Stored items:
********

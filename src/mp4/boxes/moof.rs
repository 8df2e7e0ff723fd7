//! `moof`: Movie Fragment Box, and its children `mfhd`, `traf` (`tfhd`/`tfdt`/`trun`).

use crate::mp4::header::{read_full_header, BoxError, BoxIter};
use std::convert::TryInto;

/// `mfhd`: Movie Fragment Header Box.
pub struct MfhdBox {
    pub sequence_number: u32,
}
impl MfhdBox {
    pub fn parse(payload: &[u8]) -> Result<MfhdBox, BoxError> {
        let (_v, _f, body) = read_full_header(payload)?;
        if body.len() < 4 {
            return Err(BoxError::InsufficientSize);
        }
        Ok(MfhdBox {
            sequence_number: u32::from_be_bytes(body[0..4].try_into().unwrap()),
        })
    }
}

mod tfhd_flags {
    pub const BASE_DATA_OFFSET_PRESENT: u32 = 0x00_0001;
    pub const SAMPLE_DESCRIPTION_INDEX_PRESENT: u32 = 0x00_0002;
    pub const DEFAULT_SAMPLE_DURATION_PRESENT: u32 = 0x00_0008;
    pub const DEFAULT_SAMPLE_SIZE_PRESENT: u32 = 0x00_0010;
    pub const DEFAULT_SAMPLE_FLAGS_PRESENT: u32 = 0x00_0020;
}

/// `tfhd`: Track Fragment Header Box. Optional fields are present only when their corresponding
/// flag bit is set; absent ones fall back to the track's `trex` defaults.
pub struct TfhdBox {
    pub track_id: u32,
    pub base_data_offset: Option<u64>,
    pub sample_description_index: Option<u32>,
    pub default_sample_duration: Option<u32>,
    pub default_sample_size: Option<u32>,
    pub default_sample_flags: Option<u32>,
}
impl TfhdBox {
    pub fn parse(payload: &[u8]) -> Result<TfhdBox, BoxError> {
        let (_version, flags, body) = read_full_header(payload)?;
        if body.len() < 4 {
            return Err(BoxError::InsufficientSize);
        }
        let track_id = u32::from_be_bytes(body[0..4].try_into().unwrap());
        let mut rest = &body[4..];
        let mut take_u64 = |rest: &mut &[u8]| -> Result<u64, BoxError> {
            if rest.len() < 8 {
                return Err(BoxError::InsufficientSize);
            }
            let v = u64::from_be_bytes(rest[0..8].try_into().unwrap());
            *rest = &rest[8..];
            Ok(v)
        };
        let mut take_u32 = |rest: &mut &[u8]| -> Result<u32, BoxError> {
            if rest.len() < 4 {
                return Err(BoxError::InsufficientSize);
            }
            let v = u32::from_be_bytes(rest[0..4].try_into().unwrap());
            *rest = &rest[4..];
            Ok(v)
        };
        let base_data_offset = if flags & tfhd_flags::BASE_DATA_OFFSET_PRESENT != 0 {
            Some(take_u64(&mut rest)?)
        } else {
            None
        };
        let sample_description_index = if flags & tfhd_flags::SAMPLE_DESCRIPTION_INDEX_PRESENT != 0
        {
            Some(take_u32(&mut rest)?)
        } else {
            None
        };
        let default_sample_duration = if flags & tfhd_flags::DEFAULT_SAMPLE_DURATION_PRESENT != 0 {
            Some(take_u32(&mut rest)?)
        } else {
            None
        };
        let default_sample_size = if flags & tfhd_flags::DEFAULT_SAMPLE_SIZE_PRESENT != 0 {
            Some(take_u32(&mut rest)?)
        } else {
            None
        };
        let default_sample_flags = if flags & tfhd_flags::DEFAULT_SAMPLE_FLAGS_PRESENT != 0 {
            Some(take_u32(&mut rest)?)
        } else {
            None
        };
        Ok(TfhdBox {
            track_id,
            base_data_offset,
            sample_description_index,
            default_sample_duration,
            default_sample_size,
            default_sample_flags,
        })
    }
}

/// `tfdt`: Track Fragment Decode Time Box.
pub struct TfdtBox {
    pub base_media_decode_time: u64,
}
impl TfdtBox {
    pub fn parse(payload: &[u8]) -> Result<TfdtBox, BoxError> {
        let (version, _flags, body) = read_full_header(payload)?;
        let base_media_decode_time = if version == 1 {
            if body.len() < 8 {
                return Err(BoxError::InsufficientSize);
            }
            u64::from_be_bytes(body[0..8].try_into().unwrap())
        } else {
            if body.len() < 4 {
                return Err(BoxError::InsufficientSize);
            }
            u64::from(u32::from_be_bytes(body[0..4].try_into().unwrap()))
        };
        Ok(TfdtBox {
            base_media_decode_time,
        })
    }
}

mod trun_flags {
    pub const DATA_OFFSET_PRESENT: u32 = 0x00_0001;
    pub const FIRST_SAMPLE_FLAGS_PRESENT: u32 = 0x00_0004;
    pub const SAMPLE_DURATION_PRESENT: u32 = 0x00_0100;
    pub const SAMPLE_SIZE_PRESENT: u32 = 0x00_0200;
    pub const SAMPLE_FLAGS_PRESENT: u32 = 0x00_0400;
    pub const SAMPLE_COMPOSITION_TIME_OFFSETS_PRESENT: u32 = 0x00_0800;
}

#[derive(Debug, Default, Clone, Copy)]
pub struct TrunSample {
    pub duration: Option<u32>,
    pub size: Option<u32>,
    pub flags: Option<u32>,
    pub composition_time_offset: Option<i32>,
}

/// `trun`: Track Fragment Run Box -- one contiguous run of samples, each overriding whichever
/// per-sample fields its flags declare present.
pub struct TrunBox {
    pub data_offset: Option<i32>,
    pub first_sample_flags: Option<u32>,
    pub samples: Vec<TrunSample>,
}
impl TrunBox {
    pub fn parse(payload: &[u8]) -> Result<TrunBox, BoxError> {
        let (version, flags, body) = read_full_header(payload)?;
        if body.len() < 4 {
            return Err(BoxError::InsufficientSize);
        }
        let sample_count = u32::from_be_bytes(body[0..4].try_into().unwrap());
        let mut rest = &body[4..];

        let data_offset = if flags & trun_flags::DATA_OFFSET_PRESENT != 0 {
            if rest.len() < 4 {
                return Err(BoxError::InsufficientSize);
            }
            let v = i32::from_be_bytes(rest[0..4].try_into().unwrap());
            rest = &rest[4..];
            Some(v)
        } else {
            None
        };
        let first_sample_flags = if flags & trun_flags::FIRST_SAMPLE_FLAGS_PRESENT != 0 {
            if rest.len() < 4 {
                return Err(BoxError::InsufficientSize);
            }
            let v = u32::from_be_bytes(rest[0..4].try_into().unwrap());
            rest = &rest[4..];
            Some(v)
        } else {
            None
        };

        let mut samples = Vec::with_capacity(sample_count as usize);
        for _ in 0..sample_count {
            let mut sample = TrunSample::default();
            if flags & trun_flags::SAMPLE_DURATION_PRESENT != 0 {
                if rest.len() < 4 {
                    return Err(BoxError::InsufficientSize);
                }
                sample.duration = Some(u32::from_be_bytes(rest[0..4].try_into().unwrap()));
                rest = &rest[4..];
            }
            if flags & trun_flags::SAMPLE_SIZE_PRESENT != 0 {
                if rest.len() < 4 {
                    return Err(BoxError::InsufficientSize);
                }
                sample.size = Some(u32::from_be_bytes(rest[0..4].try_into().unwrap()));
                rest = &rest[4..];
            }
            if flags & trun_flags::SAMPLE_FLAGS_PRESENT != 0 {
                if rest.len() < 4 {
                    return Err(BoxError::InsufficientSize);
                }
                sample.flags = Some(u32::from_be_bytes(rest[0..4].try_into().unwrap()));
                rest = &rest[4..];
            }
            if flags & trun_flags::SAMPLE_COMPOSITION_TIME_OFFSETS_PRESENT != 0 {
                if rest.len() < 4 {
                    return Err(BoxError::InsufficientSize);
                }
                let raw = u32::from_be_bytes(rest[0..4].try_into().unwrap());
                // version 0 stores this as unsigned; version 1 as signed. We always surface i32.
                sample.composition_time_offset =
                    Some(if version == 1 { raw as i32 } else { raw as i32 });
                rest = &rest[4..];
            }
            samples.push(sample);
        }

        Ok(TrunBox {
            data_offset,
            first_sample_flags,
            samples,
        })
    }
}

/// `traf`: Track Fragment Box.
pub struct TrafBox {
    pub tfhd: Option<TfhdBox>,
    pub tfdt: Option<TfdtBox>,
    pub trun: Vec<TrunBox>,
}
impl TrafBox {
    pub fn parse(payload: &[u8]) -> TrafBox {
        let mut tfhd = None;
        let mut tfdt = None;
        let mut trun = Vec::new();
        for item in BoxIter::new(payload) {
            let (header, body) = match item {
                Ok(v) => v,
                Err(_) => break,
            };
            match &header.box_type {
                b"tfhd" => tfhd = TfhdBox::parse(body).ok(),
                b"tfdt" => tfdt = TfdtBox::parse(body).ok(),
                b"trun" => {
                    if let Ok(t) = TrunBox::parse(body) {
                        trun.push(t);
                    }
                }
                _ => {}
            }
        }
        TrafBox { tfhd, tfdt, trun }
    }
}

/// `moof`: Movie Fragment Box.
pub struct MoofBox {
    pub mfhd: Option<MfhdBox>,
    pub traf: Vec<TrafBox>,
}
impl MoofBox {
    pub fn parse(payload: &[u8]) -> MoofBox {
        let mut mfhd = None;
        let mut traf = Vec::new();
        for item in BoxIter::new(payload) {
            let (header, body) = match item {
                Ok(v) => v,
                Err(_) => break,
            };
            match &header.box_type {
                b"mfhd" => mfhd = MfhdBox::parse(body).ok(),
                b"traf" => traf.push(TrafBox::parse(body)),
                _ => {}
            }
        }
        MoofBox { mfhd, traf }
    }
}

********

Starting at the line that contains "let first_sample_flags = if" and stopping after the line that contains "if flags & trun_flags::SAMPLE_DURATION_PRESENT", write out every line exactly as it appears above, and no other line.

        let first_sample_flags = if flags & trun_flags::FIRST_SAMPLE_FLAGS_PRESENT != 0 {
            if rest.len() < 4 {
                return Err(BoxError::InsufficientSize);
            }
            let v = u32::from_be_bytes(rest[0..4].try_into().unwrap());
            rest = &rest[4..];
            Some(v)
        } else {
            None
        };

        let mut samples = Vec::with_capacity(sample_count as usize);
        for _ in 0..sample_count {
            let mut sample = TrunSample::default();
            if flags & trun_flags::SAMPLE_DURATION_PRESENT != 0 {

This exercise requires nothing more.